So yes it was expensive, with flights etc I reckon it cost me close to two thousand pounds in expenses but the alternative was to risk losing my job offer as I waited five months to go through the process in SA. Please also note that although they check your application is correct at time of submission at the consulate, if any further documentation is required they will contact you by e-mail or phone to request it. I was not contacted so assumed everything was ok, but there is no guarantee that your application will be successful and the consulate will not provide any information by phone on whether or not the visa has been successfully issued. Therefore when I flew back from SA to pick it up I had no idea until I got to the consulate whether or not the application had been successful.

Regarding the actual application, I was rather depressed to find out that rather than just providing a job offer from my new employer I had to re-submit all the myriad of forms etc that I had submitted for my spousal visa only a few months previously. As more than six months had passed this meant re-applying for police clearance, medical certificates etc. What a pain! Here is a list of what you need to submit, I have tried to explain any special detail but if you have already been through the visa application for spousal visa process then you should know all of this already:

•	A Valid Passport – obvious enough
•	Previous Visas / Permits – obvious enough will be in your passport
•	Marriage Certificate – obvious enough but this needs to be apostilled by the UK FCO or equivalent for your country
•	Proof of Financial Means – I provided ISA savings statement from UK, I’m not sure what threshold amount is to be honest.
•	Letter from SA Partner – A letter written and signed by spouse confirming they will look after you in SA etc.
•	Three Months Bank Statements – I am not sure if this is a requirement at all consulates but UK consulate does ask for these, I provided hard copies of my UK bank statements although I think internet statements are ok but I just erred on the side of caution and ordered posted copies from my bank.
•	Certified Copy of SA Partner ID / Passport – obvious enough
•	Appointment Letter – offer letter from employer, I included job description details to be safe and also full job contract, make sure the offer etc makes clear that your start date will be subject to successful issuance of work permit/visa otherwise it could wind the authorities up the wrong way.
•	Purpose and Duration of Stay – self written letter confirming purpose of stay, i.e to work and reside with spouse and duration to be until expiry of visa at which time a renewal request will be submitted.
•	Medical Report – obvious enough
•	Radiological Report – obvious enough
•	Police Clearance – ACRO report from UK, a CRB certificate will not suffice. Also clearance certificates from anywhere you have lived for a year or longer. As I had not been in SA for a year I did not require an SA clearance certificate but I understand this rule might have changed and you might now require to also apply for an SA clearance certificate regardless of how long you have been there but sorry I don’t know if that is true or a rumour.

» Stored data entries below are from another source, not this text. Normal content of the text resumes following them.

// This Source Code Form is subject to the terms of the Mozilla Public
// License, v. 2.0. If a copy of the MPL was not distributed with this
// file, You can obtain one at http://mozilla.org/MPL/2.0/.

//! Contains the PlaneMapper struct, which describes a relationship
//! between a rectangle on the integral plane with an origin at 0,0
//! in the upper-left corner, and the fixed window of the complex
//! plane in which the Mandelbrot set is drawn.
use num::Complex;

use error::RenderError;

/// A single point on the complex plane.  The arithmetic (add,
/// multiply, magnitude) all comes from `num`.
pub type ComplexPoint = Complex<f64>;

/// Left edge of the complex window.
pub const RE_MIN: f64 = -2.5;
/// Right edge of the complex window.
pub const RE_MAX: f64 = 1.0;
/// Bottom edge of the complex window.
pub const IM_MIN: f64 = -1.5;
/// Top edge of the complex window.
pub const IM_MAX: f64 = 1.5;

/// Describes the width and height of an integral plane that is assumed
/// to start at 0,0 and all values are assumed to be non-negative
/// integers.
#[derive(Copy, Clone, Debug, PartialEq)]
pub struct IntegralPlane(pub usize, pub usize);

/// Describes the x, y of a pixel in the integral plane.  Y grows
/// downward, the way images are addressed.
#[derive(Copy, Clone, Debug, PartialEq)]
pub struct Pixel(pub usize, pub usize);

/// Maps pixels of an image onto the complex window
/// `[RE_MIN, RE_MAX] x [IM_MIN, IM_MAX]`.  The window itself never
/// moves; only the resolution of the image changes.
#[derive(Debug, Clone)]
pub struct PlaneMapper {
    /// The lower-right corner of the integral cartesian plane.
    pub integral_plane: IntegralPlane,
    // Width and height of the image as floats, divided into the pixel
    // coordinates before scaling to the window.
    extent: (f64, f64),
}

impl PlaneMapper {
    /// Constructor.  Takes the size of the image; refuses images with
    /// no pixels in them.
    pub fn new(width: usize, height: usize) -> Result<PlaneMapper, RenderError> {
        if width == 0 || height == 0 {
            return Err(RenderError::EmptyImage);
        }

        Ok(PlaneMapper {
            integral_plane: IntegralPlane(width, height),
            extent: (width as f64, height as f64),
        })
    }

    /// Width of the image in pixels.
    pub fn width(&self) -> usize {
        self.integral_plane.0
    }

    /// Height of the image in pixels.
    pub fn height(&self) -> usize {
        self.integral_plane.1
    }

    /// The total number of points in the integral grid.  Used to
    /// calculate memory needs.
    pub fn len(&self) -> usize {
        self.integral_plane.0 * self.integral_plane.1
    }

    /// Never true for a constructed mapper, but clippy insists.
    pub fn is_empty(&self) -> bool {
        self.len() == 0
    }

    /// Given a pixel on the integral cartesian plane, return the point
    /// on the complex plane under its upper-left corner.  Pixel (0, 0)
    /// is `RE_MIN + IM_MAX i`.
    #[inline]
    pub fn pixel_to_point(&self, pixel: &Pixel) -> ComplexPoint {
        Complex::new(
            RE_MIN + ((pixel.0 as f64) / self.extent.0) * (RE_MAX - RE_MIN),
            IM_MAX - ((pixel.1 as f64) / self.extent.1) * (IM_MAX - IM_MIN),
        )
    }
}
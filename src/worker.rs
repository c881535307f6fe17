// This Source Code Form is subject to the terms of the Mozilla Public
// License, v. 2.0. If a copy of the MPL was not distributed with this
// file, You can obtain one at http://mozilla.org/MPL/2.0/.

//! A worker fills in one tile of the pixel buffer.

use std::thread;

use buffer::TileView;
use error::RenderError;
use escape::evaluate;
use planes::{Pixel, PlaneMapper};
use tracker::{CompletionToken, Interrupt};

/// Everything one thread needs to render its tile: exclusive access to
/// the tile's cells, and read-only access to the shared parameters.
pub struct Worker<'a> {
    index: usize,
    view: TileView<'a>,
    plane: &'a PlaneMapper,
    limit: usize,
    interrupt: Interrupt,
}

impl<'a> Worker<'a> {
    /// `index` is the tile's position in its partition, used to name the
    /// worker in logs and errors.  `limit` is the iteration budget.
    pub fn new(
        index: usize,
        view: TileView<'a>,
        plane: &'a PlaneMapper,
        limit: usize,
        interrupt: Interrupt,
    ) -> Self {
        Worker {
            index,
            view,
            plane,
            limit,
            interrupt,
        }
    }

    /// Renders the tile column by column, yielding between columns.
    /// The token is held for the whole run and released on every way
    /// out of this function, including a panic.
    ///
    /// If the interrupt is raised the rest of the tile is abandoned;
    /// whatever was already written stays written.
    pub fn run(mut self, token: CompletionToken) -> Result<(), RenderError> {
        let _token = token;
        let tile = self.view.tile();
        debug!("Worker {} starting on {:?}", self.index, tile);

        for x in tile.x {
            for y in tile.y {
                let point = self.plane.pixel_to_point(&Pixel(x, y));
                let result = evaluate(point, self.limit)?;
                self.view.set(x, y, result.color_index)?;
            }
            if self.interrupt.is_raised() {
                debug!("Worker {} interrupted after column {}", self.index, x);
                return Err(RenderError::InterruptedExecution { tile: self.index });
            }
            thread::yield_now();
        }

        debug!("Worker {} finished {} pixels", self.index, tile.area());
        Ok(())
    }
}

This is my gift to the stressed people of the world trying to go through the process I just went through. I found so much muddled chatter on the internet about what to do, especially as a lot of immigration rules have just changed. This post assumes a certain knowledge of the process for getting a relatives permit in the first place so apologies if I cut any corners, I know for example that there is a lot of confusion surrounding partners who are not married and what is required as proof of relationship, as I am married I didn’t have this issue. I think you need to show such things as a lease agreement or mortgage statement with both of your names on etc which can be tricky to provide if for example only one of you was on the lease. Basically you need a paper trail proving your relationship is valid.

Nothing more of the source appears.